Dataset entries
>>>>>

//! JSON metadata written next to each output video.

use crate::config::Prompts;
use crate::error::{ReelcutError, Result};
use crate::extract::parse_json_object;
use crate::provider::{FallbackChain, Resolved, TextGenerator};
use crate::selection::Segment;
use chrono::{DateTime, Utc};
use serde::{Deserialize, Serialize};
use std::collections::{HashMap, HashSet};
use std::path::{Path, PathBuf};
use tracing::debug;

const MAX_TITLE_CHARS: usize = 100;

/// Upload metadata for one short.
#[derive(Debug, Clone, PartialEq, Serialize, Deserialize)]
pub struct VideoMetadata {
    pub title: String,
    pub description: String,
    #[serde(default)]
    pub tags: Vec<String>,
}

impl VideoMetadata {
    /// Deterministic metadata derived from the source title.
    pub fn fallback(source_title: &str) -> Self {
        let title: String = source_title.trim().chars().take(MAX_TITLE_CHARS).collect();
        let title = if title.is_empty() { "Short".to_string() } else { title };
        Self {
            description: format!("A short cut from \"{}\".", title),
            title,
            tags: vec!["shorts".to_string()],
        }
    }

    fn normalized(mut self) -> Result<Self> {
        self.title = self.title.trim().chars().take(MAX_TITLE_CHARS).collect();
        if self.title.is_empty() {
            return Err(ReelcutError::MalformedOutput("metadata title is empty".into()));
        }
        self.description = self.description.trim().to_string();
        let mut seen = HashSet::new();
        self.tags = self
            .tags
            .into_iter()
            .map(|t| t.trim().trim_start_matches('#').to_lowercase())
            .filter(|t| !t.is_empty() && seen.insert(t.clone()))
            .collect();
        Ok(self)
    }
}

/// Ask the text chain for metadata, falling back to the source title.
pub async fn generate_metadata(
    chain: &FallbackChain<dyn TextGenerator>,
    prompts: &Prompts,
    source_title: &str,
    summary: &str,
) -> Resolved<VideoMetadata> {
    let mut vars = HashMap::new();
    vars.insert("title".to_string(), source_title.to_string());
    vars.insert("summary".to_string(), summary.chars().take(2000).collect::<String>());

    let system = prompts.render_with_custom(&prompts.metadata.system, &vars);
    let user = prompts.render_with_custom(&prompts.metadata.user, &vars);

    chain
        .attempt_or(
            "metadata",
            |provider| {
                let (system, user) = (system.clone(), user.clone());
                async move {
                    let text = provider.generate(&system, &user).await?;
                    parse_json_object::<VideoMetadata>(&text)?.normalized()
                }
            },
            || VideoMetadata::fallback(source_title),
        )
        .await
}

/// Everything recorded about one output.
#[derive(Debug, Clone, Serialize)]
pub struct Sidecar {
    #[serde(flatten)]
    pub metadata: VideoMetadata,
    /// Which provider wrote the metadata, or "fallback".
    pub metadata_source: String,
    pub source_id: String,
    pub source_title: String,
    pub segments: Vec<Segment>,
    #[serde(skip_serializing_if = "Option::is_none")]
    pub narration_seconds: Option<f64>,
    #[serde(skip_serializing_if = "Vec::is_empty")]
    pub skipped_sentences: Vec<String>,
    pub seed: u64,
    pub created_at: DateTime<Utc>,
}

/// `<video>.json` next to `video`.
pub fn sidecar_path(video: &Path) -> PathBuf {
    video.with_extension("json")
}

pub async fn write_sidecar(video: &Path, sidecar: &Sidecar) -> Result<PathBuf> {
    let path = sidecar_path(video);
    let json = serde_json::to_string_pretty(sidecar)?;
    tokio::fs::write(&path, json).await?;
    debug!(path = %path.display(), "Wrote sidecar");
    Ok(path)
}

#[cfg(test)]
mod tests {
    use super::*;
    use crate::provider::testing::{text_chain, ScriptedText};
    use crate::selection::SegmentOrigin;

    #[tokio::test]
    async fn test_metadata_from_provider_is_normalized() {
        let chain = text_chain(vec![ScriptedText::ok(
            "groq",
            r##"{"title": "  The Basement Sound ", "description": "Nobody expected it.", "tags": ["#Mystery", "mystery", "shorts"]}"##,
        )]);
        let meta = generate_metadata(&chain, &Prompts::default(), "Long Video", "a sound").await;
        assert!(!meta.is_fallback());
        assert_eq!(meta.value.title, "The Basement Sound");
        assert_eq!(meta.value.tags, vec!["mystery", "shorts"]);
    }

    #[test]
    fn test_tags_deduplicated_in_first_seen_order() {
        let meta = VideoMetadata {
            title: "T".into(),
            description: String::new(),
            tags: vec!["a".into(), "#B".into(), "a".into(), "b".into(), " ".into()],
        }
        .normalized()
        .unwrap();
        assert_eq!(meta.tags, vec!["a", "b"]);
    }

    #[tokio::test]
    async fn test_metadata_fallback_uses_source_title() {
        let chain = text_chain(vec![ScriptedText::failing("groq")]);
        let meta = generate_metadata(&chain, &Prompts::default(), "Deep Dive", "").await;
        assert!(meta.is_fallback());
        assert_eq!(meta.value, VideoMetadata::fallback("Deep Dive"));
        assert_eq!(VideoMetadata::fallback("  ").title, "Short");
    }

    #[tokio::test]
    async fn test_sidecar_written_next_to_video() {
        let dir = tempfile::tempdir().unwrap();
        let video = dir.path().join("clip_01.mp4");
        let sidecar = Sidecar {
            metadata: VideoMetadata::fallback("Deep Dive"),
            metadata_source: "fallback".into(),
            source_id: "abc".into(),
            source_title: "Deep Dive".into(),
            segments: vec![Segment::new(30.0, 90.0, "test", SegmentOrigin::GoldenZone)],
            narration_seconds: None,
            skipped_sentences: Vec::new(),
            seed: 7,
            created_at: Utc::now(),
        };

        let path = write_sidecar(&video, &sidecar).await.unwrap();
        assert_eq!(path, dir.path().join("clip_01.json"));

        let json: serde_json::Value = serde_json::from_str(&std::fs::read_to_string(&path).unwrap()).unwrap();
        assert_eq!(json["title"], "Deep Dive");
        assert_eq!(json["tags"][0], "shorts");
        assert_eq!(json["segments"][0]["origin"]["kind"], "golden_zone");
        assert!(json.get("narration_seconds").is_none());
    }
}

<<<<<

What you have to do:
All of the entries above need to be output again exactly.

Answer to the problem:
//! JSON metadata written next to each output video.

use crate::config::Prompts;
use crate::error::{ReelcutError, Result};
use crate::extract::parse_json_object;
use crate::provider::{FallbackChain, Resolved, TextGenerator};
use crate::selection::Segment;
use chrono::{DateTime, Utc};
use serde::{Deserialize, Serialize};
use std::collections::{HashMap, HashSet};
use std::path::{Path, PathBuf};
use tracing::debug;

const MAX_TITLE_CHARS: usize = 100;

/// Upload metadata for one short.
#[derive(Debug, Clone, PartialEq, Serialize, Deserialize)]
pub struct VideoMetadata {
    pub title: String,
    pub description: String,
    #[serde(default)]
    pub tags: Vec<String>,
}

impl VideoMetadata {
    /// Deterministic metadata derived from the source title.
    pub fn fallback(source_title: &str) -> Self {
        let title: String = source_title.trim().chars().take(MAX_TITLE_CHARS).collect();
        let title = if title.is_empty() { "Short".to_string() } else { title };
        Self {
            description: format!("A short cut from \"{}\".", title),
            title,
            tags: vec!["shorts".to_string()],
        }
    }

    fn normalized(mut self) -> Result<Self> {
        self.title = self.title.trim().chars().take(MAX_TITLE_CHARS).collect();
        if self.title.is_empty() {
            return Err(ReelcutError::MalformedOutput("metadata title is empty".into()));
        }
        self.description = self.description.trim().to_string();
        let mut seen = HashSet::new();
        self.tags = self
            .tags
            .into_iter()
            .map(|t| t.trim().trim_start_matches('#').to_lowercase())
            .filter(|t| !t.is_empty() && seen.insert(t.clone()))
            .collect();
        Ok(self)
    }
}

/// Ask the text chain for metadata, falling back to the source title.
pub async fn generate_metadata(
    chain: &FallbackChain<dyn TextGenerator>,
    prompts: &Prompts,
    source_title: &str,
    summary: &str,
) -> Resolved<VideoMetadata> {
    let mut vars = HashMap::new();
    vars.insert("title".to_string(), source_title.to_string());
    vars.insert("summary".to_string(), summary.chars().take(2000).collect::<String>());

    let system = prompts.render_with_custom(&prompts.metadata.system, &vars);
    let user = prompts.render_with_custom(&prompts.metadata.user, &vars);

    chain
        .attempt_or(
            "metadata",
            |provider| {
                let (system, user) = (system.clone(), user.clone());
                async move {
                    let text = provider.generate(&system, &user).await?;
                    parse_json_object::<VideoMetadata>(&text)?.normalized()
                }
            },
            || VideoMetadata::fallback(source_title),
        )
        .await
}

/// Everything recorded about one output.
#[derive(Debug, Clone, Serialize)]
pub struct Sidecar {
    #[serde(flatten)]
    pub metadata: VideoMetadata,
    /// Which provider wrote the metadata, or "fallback".
    pub metadata_source: String,
    pub source_id: String,
    pub source_title: String,
    pub segments: Vec<Segment>,
    #[serde(skip_serializing_if = "Option::is_none")]
    pub narration_seconds: Option<f64>,
    #[serde(skip_serializing_if = "Vec::is_empty")]
    pub skipped_sentences: Vec<String>,
    pub seed: u64,
    pub created_at: DateTime<Utc>,
}

/// `<video>.json` next to `video`.
pub fn sidecar_path(video: &Path) -> PathBuf {
    video.with_extension("json")
}

pub async fn write_sidecar(video: &Path, sidecar: &Sidecar) -> Result<PathBuf> {
    let path = sidecar_path(video);
    let json = serde_json::to_string_pretty(sidecar)?;
    tokio::fs::write(&path, json).await?;
    debug!(path = %path.display(), "Wrote sidecar");
    Ok(path)
}

#[cfg(test)]
mod tests {
    use super::*;
    use crate::provider::testing::{text_chain, ScriptedText};
    use crate::selection::SegmentOrigin;

    #[tokio::test]
    async fn test_metadata_from_provider_is_normalized() {
        let chain = text_chain(vec![ScriptedText::ok(
            "groq",
            r##"{"title": "  The Basement Sound ", "description": "Nobody expected it.", "tags": ["#Mystery", "mystery", "shorts"]}"##,
        )]);
        let meta = generate_metadata(&chain, &Prompts::default(), "Long Video", "a sound").await;
        assert!(!meta.is_fallback());
        assert_eq!(meta.value.title, "The Basement Sound");
        assert_eq!(meta.value.tags, vec!["mystery", "shorts"]);
    }

    #[test]
    fn test_tags_deduplicated_in_first_seen_order() {
        let meta = VideoMetadata {
            title: "T".into(),
            description: String::new(),
            tags: vec!["a".into(), "#B".into(), "a".into(), "b".into(), " ".into()],
        }
        .normalized()
        .unwrap();
        assert_eq!(meta.tags, vec!["a", "b"]);
    }

    #[tokio::test]
    async fn test_metadata_fallback_uses_source_title() {
        let chain = text_chain(vec![ScriptedText::failing("groq")]);
        let meta = generate_metadata(&chain, &Prompts::default(), "Deep Dive", "").await;
        assert!(meta.is_fallback());
        assert_eq!(meta.value, VideoMetadata::fallback("Deep Dive"));
        assert_eq!(VideoMetadata::fallback("  ").title, "Short");
    }

    #[tokio::test]
    async fn test_sidecar_written_next_to_video() {
        let dir = tempfile::tempdir().unwrap();
        let video = dir.path().join("clip_01.mp4");
        let sidecar = Sidecar {
            metadata: VideoMetadata::fallback("Deep Dive"),
            metadata_source: "fallback".into(),
            source_id: "abc".into(),
            source_title: "Deep Dive".into(),
            segments: vec![Segment::new(30.0, 90.0, "test", SegmentOrigin::GoldenZone)],
            narration_seconds: None,
            skipped_sentences: Vec::new(),
            seed: 7,
            created_at: Utc::now(),
        };

        let path = write_sidecar(&video, &sidecar).await.unwrap();
        assert_eq!(path, dir.path().join("clip_01.json"));

        let json: serde_json::Value = serde_json::from_str(&std::fs::read_to_string(&path).unwrap()).unwrap();
        assert_eq!(json["title"], "Deep Dive");
        assert_eq!(json["tags"][0], "shorts");
        assert_eq!(json["segments"][0]["origin"]["kind"], "golden_zone");
        assert!(json.get("narration_seconds").is_none());
    }
}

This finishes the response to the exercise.